La prise de position de la dirigeante centriste va en réalité ouvrir trois journées qui vont considérablement bouleverser la scène politique danoise. En effet, parallèlement, à Londres, le Premier Ministre, dans une tentative mal inspirée d'éviter un scandale désagréable causé par son épouse, commet l'erreur de payer ses achats personnels avec une carte bancaire réservé aux frais publics. Par une série d'intermédiaires, les factures compromettantes arrivent entre les mains du spin doctor de Birgitte Nyborg, Kasper Juul.
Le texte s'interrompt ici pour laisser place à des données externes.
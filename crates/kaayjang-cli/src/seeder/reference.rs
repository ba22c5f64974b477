//! Reference data: the four collège levels, two tracks, two classes and
//! two sample students.
//!
//! Rows are matched on their natural key (`label`, `code`, `matricule`), so
//! existing data is never overwritten.

use chrono::{TimeZone, Utc};
use kaayjang_models::{ClassId, LevelId, TrackId};
use sqlx::{Postgres, Transaction};
use std::collections::HashMap;
use std::time::Instant;

use super::models::{ClassSeed, StudentSeed, TrackSeed};

pub const LEVEL_LABELS: [&str; 4] = ["6ème", "5ème", "4ème", "3ème"];

pub const TRACKS: [TrackSeed; 2] = [
    TrackSeed {
        label: "Lettres",
        level_label: "6ème",
    },
    TrackSeed {
        label: "Sciences",
        level_label: "5ème",
    },
];

pub const CLASSES: [ClassSeed; 2] = [
    ClassSeed {
        code: "6A",
        label: "6ème A",
        level_label: "6ème",
        track_label: "Lettres",
    },
    ClassSeed {
        code: "5B",
        label: "5ème B",
        level_label: "5ème",
        track_label: "Sciences",
    },
];

/// Seeds the reference data inside one transaction.
pub async fn seed_reference_data(db: &sqlx::PgPool) -> Result<(), Box<dyn std::error::Error>> {
    let start_time = Instant::now();
    println!("🌱 Seeding reference data...");

    let mut tx = db.begin().await?;

    let mut levels = HashMap::new();
    for label in LEVEL_LABELS {
        levels.insert(label, upsert_level(&mut tx, label).await?);
    }
    println!("   ✓ {} levels", levels.len());

    let mut tracks = HashMap::new();
    for track in &TRACKS {
        let level_id = levels
            .get(track.level_label)
            .ok_or_else(|| format!("unknown level {}", track.level_label))?;
        tracks.insert(track.label, upsert_track(&mut tx, track.label, level_id).await?);
    }
    println!("   ✓ {} tracks", tracks.len());

    let mut classes = HashMap::new();
    for class in &CLASSES {
        let level_id = levels
            .get(class.level_label)
            .ok_or_else(|| format!("unknown level {}", class.level_label))?;
        let track_id = tracks
            .get(class.track_label)
            .ok_or_else(|| format!("unknown track {}", class.track_label))?;
        classes.insert(
            class.code,
            upsert_class(&mut tx, class, level_id, track_id).await?,
        );
    }
    println!("   ✓ {} classes", classes.len());

    let students = sample_students(&classes)?;
    let mut inserted = 0;
    for student in &students {
        inserted += insert_student(&mut tx, student).await?;
    }
    println!("   ✓ {} new students", inserted);

    tx.commit().await?;

    println!("✅ Reference data seeded in {:?}", start_time.elapsed());
    Ok(())
}

fn sample_students(
    classes: &HashMap<&str, ClassId>,
) -> Result<Vec<StudentSeed>, Box<dyn std::error::Error>> {
    let class = |code: &str| {
        classes
            .get(code)
            .cloned()
            .ok_or_else(|| format!("unknown class {}", code))
    };
    let date = |y: i32, m: u32, d: u32| {
        Utc.with_ymd_and_hms(y, m, d, 0, 0, 0)
            .single()
            .ok_or_else(|| format!("invalid date {}-{}-{}", y, m, d))
    };

    Ok(vec![
        StudentSeed {
            matricule: "ETU001".to_string(),
            last_name: "Diop".to_string(),
            first_name: "Amadou".to_string(),
            birth_date: date(2008, 3, 15)?,
            phone: Some("77123456789".to_string()),
            address: Some("Dakar, Sénégal".to_string()),
            class_id: class("6A")?,
        },
        StudentSeed {
            matricule: "ETU002".to_string(),
            last_name: "Fall".to_string(),
            first_name: "Fatou".to_string(),
            birth_date: date(2007, 7, 22)?,
            phone: Some("76987654321".to_string()),
            address: Some("Thiès, Sénégal".to_string()),
            class_id: class("5B")?,
        },
    ])
}

async fn upsert_level(
    tx: &mut Transaction<'_, Postgres>,
    label: &str,
) -> Result<LevelId, sqlx::Error> {
    sqlx::query("INSERT INTO levels (label) VALUES ($1) ON CONFLICT (label) DO NOTHING")
        .bind(label)
        .execute(&mut **tx)
        .await?;

    sqlx::query_scalar("SELECT id FROM levels WHERE label = $1")
        .bind(label)
        .fetch_one(&mut **tx)
        .await
}

async fn upsert_track(
    tx: &mut Transaction<'_, Postgres>,
    label: &str,
    level_id: &LevelId,
) -> Result<TrackId, sqlx::Error> {
    sqlx::query(
        "INSERT INTO tracks (label, level_id) VALUES ($1, $2) ON CONFLICT (label) DO NOTHING",
    )
    .bind(label)
    .bind(level_id)
    .execute(&mut **tx)
    .await?;

    sqlx::query_scalar("SELECT id FROM tracks WHERE label = $1")
        .bind(label)
        .fetch_one(&mut **tx)
        .await
}

async fn upsert_class(
    tx: &mut Transaction<'_, Postgres>,
    class: &ClassSeed,
    level_id: &LevelId,
    track_id: &TrackId,
) -> Result<ClassId, sqlx::Error> {
    sqlx::query(
        "INSERT INTO classes (code, label, level_id, track_id)
         VALUES ($1, $2, $3, $4)
         ON CONFLICT (code) DO NOTHING",
    )
    .bind(class.code)
    .bind(class.label)
    .bind(level_id)
    .bind(track_id)
    .execute(&mut **tx)
    .await?;

    sqlx::query_scalar("SELECT id FROM classes WHERE code = $1")
        .bind(class.code)
        .fetch_one(&mut **tx)
        .await
}

async fn insert_student(
    tx: &mut Transaction<'_, Postgres>,
    student: &StudentSeed,
) -> Result<u64, sqlx::Error> {
    let result = sqlx::query(
        "INSERT INTO students
             (matricule, last_name, first_name, birth_date, phone, address, class_id)
         VALUES ($1, $2, $3, $4, $5, $6, $7)
         ON CONFLICT (matricule) DO NOTHING",
    )
    .bind(&student.matricule)
    .bind(&student.last_name)
    .bind(&student.first_name)
    .bind(student.birth_date)
    .bind(&student.phone)
    .bind(&student.address)
    .bind(&student.class_id)
    .execute(&mut **tx)
    .await?;

    Ok(result.rows_affected())
}
mod common;

use axum::body::Body;
use axum::http::{Request, StatusCode, header};
use common::lazy_pool;
use kaayjang::router::init_router;
use kaayjang::state::AppState;
use kaayjang_config::{CorsConfig, RateLimitConfig, ServerConfig};
use tower::ServiceExt;

fn app_with_cors(cors_config: CorsConfig) -> axum::Router {
    let state = AppState::new(
        lazy_pool(),
        ServerConfig::default(),
        cors_config,
        RateLimitConfig::disabled(),
    );
    init_router(state)
}

fn request_with_origin(origin: &str) -> Request<Body> {
    Request::builder()
        .uri("/")
        .header(header::ORIGIN, origin)
        .body(Body::empty())
        .unwrap()
}

#[tokio::test]
async fn test_wildcard_origin_mirrors_caller() {
    let app = app_with_cors(CorsConfig::parse("*"));

    let response = app
        .oneshot(request_with_origin("http://school.test"))
        .await
        .unwrap();

    assert_eq!(response.status(), StatusCode::OK);
    assert_eq!(
        response.headers()[header::ACCESS_CONTROL_ALLOW_ORIGIN],
        "http://school.test"
    );
    assert_eq!(
        response.headers()[header::ACCESS_CONTROL_ALLOW_CREDENTIALS],
        "true"
    );
}

#[tokio::test]
async fn test_listed_origins_only() {
    let app = app_with_cors(CorsConfig::parse("http://a.test, http://b.test"));

    let response = app
        .clone()
        .oneshot(request_with_origin("http://b.test"))
        .await
        .unwrap();
    assert_eq!(
        response.headers()[header::ACCESS_CONTROL_ALLOW_ORIGIN],
        "http://b.test"
    );

    let response = app
        .oneshot(request_with_origin("http://evil.test"))
        .await
        .unwrap();
    assert!(
        !response
            .headers()
            .contains_key(header::ACCESS_CONTROL_ALLOW_ORIGIN)
    );
}
mod common;

use axum::body::Body;
use axum::http::{Request, StatusCode, header::RETRY_AFTER};
use common::{lazy_pool, setup_test_app_with_rate_limit};
use http_body_util::BodyExt;
use kaayjang_config::RateLimitConfig;
use tower::ServiceExt;

/// Two requests per client per 15 minutes.
fn strict_rate_limit_config() -> RateLimitConfig {
    RateLimitConfig {
        enabled: true,
        max_requests: 2,
        window_secs: 900,
    }
}

fn request_from(uri: &str, ip: &str) -> Request<Body> {
    Request::builder()
        .uri(uri)
        .header("x-forwarded-for", ip)
        .body(Body::empty())
        .unwrap()
}

#[tokio::test]
async fn test_rate_limit_exceeded() {
    let app = setup_test_app_with_rate_limit(lazy_pool(), strict_rate_limit_config());

    // Rejected requests still consume the quota.
    for _ in 0..2 {
        let response = app
            .clone()
            .oneshot(request_from("/api/niveaux/%20", "192.168.1.100"))
            .await
            .unwrap();
        assert_eq!(response.status(), StatusCode::UNPROCESSABLE_ENTITY);
    }

    let response = app
        .clone()
        .oneshot(request_from("/api/niveaux/%20", "192.168.1.100"))
        .await
        .unwrap();
    assert_eq!(response.status(), StatusCode::TOO_MANY_REQUESTS);
    assert!(response.headers().contains_key(RETRY_AFTER));

    let body = response.into_body().collect().await.unwrap().to_bytes();
    let body: serde_json::Value = serde_json::from_slice(&body).unwrap();
    assert_eq!(body["success"], false);
    assert_eq!(body["error"], "Too many requests, please try again later");
}

#[tokio::test]
async fn test_rate_limit_is_per_client() {
    let app = setup_test_app_with_rate_limit(lazy_pool(), strict_rate_limit_config());

    for _ in 0..3 {
        app.clone()
            .oneshot(request_from("/api/niveaux/%20", "10.0.0.1"))
            .await
            .unwrap();
    }

    let response = app
        .clone()
        .oneshot(request_from("/api/niveaux/%20", "10.0.0.2"))
        .await
        .unwrap();
    assert_eq!(response.status(), StatusCode::UNPROCESSABLE_ENTITY);
}

#[tokio::test]
async fn test_rate_limit_skips_non_api_routes() {
    let app = setup_test_app_with_rate_limit(lazy_pool(), strict_rate_limit_config());

    for _ in 0..5 {
        let response = app
            .clone()
            .oneshot(request_from("/", "192.168.1.100"))
            .await
            .unwrap();
        assert_eq!(response.status(), StatusCode::OK);
    }
}
use clap::{Parser, Subcommand};
use dotenvy::dotenv;
use kaayjang_cli::seeder;
use kaayjang_config::DatabaseConfig;
use kaayjang_db::{PgPool, init_db_pool, run_migrations};

#[derive(Parser)]
#[command(name = "kaayjang-cli")]
#[command(about = "Kaayjang CLI - Database tools for the Kaayjang API", long_about = None)]
struct Cli {
    #[command(subcommand)]
    command: Commands,
}

#[derive(Subcommand)]
enum Commands {
    /// Apply pending database migrations
    Migrate,
    /// Seed the reference levels, tracks, classes and sample students
    Seed,
    /// Seed fake students spread over the existing classes
    SeedStudents {
        /// Number of students to create
        #[arg(short = 'c', long, default_value = "100")]
        count: usize,
    },
    /// Delete every student, class, track and level
    Clear,
}

#[tokio::main]
async fn main() {
    dotenv().ok();

    let cli = Cli::parse();

    let config = match DatabaseConfig::from_env() {
        Ok(config) => config,
        Err(e) => {
            eprintln!("❌ {}", e);
            std::process::exit(1);
        }
    };

    let pool = match init_db_pool(&config).await {
        Ok(pool) => pool,
        Err(e) => {
            eprintln!("❌ Failed to connect to database: {}", e);
            std::process::exit(1);
        }
    };

    match cli.command {
        Commands::Migrate => handle_migrate(&pool).await,
        Commands::Seed => handle_seed(&pool).await,
        Commands::SeedStudents { count } => handle_seed_students(&pool, count).await,
        Commands::Clear => handle_clear(&pool).await,
    }

    pool.close().await;
}

async fn handle_migrate(pool: &PgPool) {
    match run_migrations(pool).await {
        Ok(_) => println!("✅ Migrations applied"),
        Err(e) => {
            eprintln!("\n❌ Error running migrations: {}", e);
            std::process::exit(1);
        }
    }
}

async fn handle_seed(pool: &PgPool) {
    if let Err(e) = seeder::seed_reference_data(pool).await {
        eprintln!("\n❌ Error seeding database: {}", e);
        std::process::exit(1);
    }
}

async fn handle_seed_students(pool: &PgPool, count: usize) {
    match seeder::seed_students(pool, count).await {
        Ok(inserted) => println!("✅ Created {} students", inserted),
        Err(e) => {
            eprintln!("\n❌ Error seeding students: {}", e);
            std::process::exit(1);
        }
    }
}

async fn handle_clear(pool: &PgPool) {
    if let Err(e) = seeder::clear_all(pool).await {
        eprintln!("\n❌ Error clearing data: {}", e);
        std::process::exit(1);
    }
}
Si la femme politique refuse catégoriquement de s'abaisser à des pratiques aussi tendancieuses, sur la base de seules factures, le chargé de communication est plus amoral et le leader du parti d'opposition qu'il ira trouver n'aura pas la réserve de sa patronne.

C'est le soir du débat télévisé final, au cours duquel chaque candidat est censé conclure sa campagne par un discours d'intention généralement parfaitement calibré, que tout bascule. Birgitte Nyborg, persuadée que sa carrière n'a plus d'avenir en raison de ses dernières décisions, délivre un magnifique discours débridé qui est un appel au sens citoyen de chacun. Juste après, le leader de l'opposition achève de plonger la campagne dans une ambiance délétère en lançant ses accusations financières contre le Premier Ministre sortant. Le public ne lui pardonnera pas cet excès de mise en scène. Le lendemain, à la surprise générale, le parti centriste est la formation qui remporte le plus de sièges aux élections. Logiquement, c'est alors vers Birgitte Nyborg que chacun se tourne pour constituer son gouvernement.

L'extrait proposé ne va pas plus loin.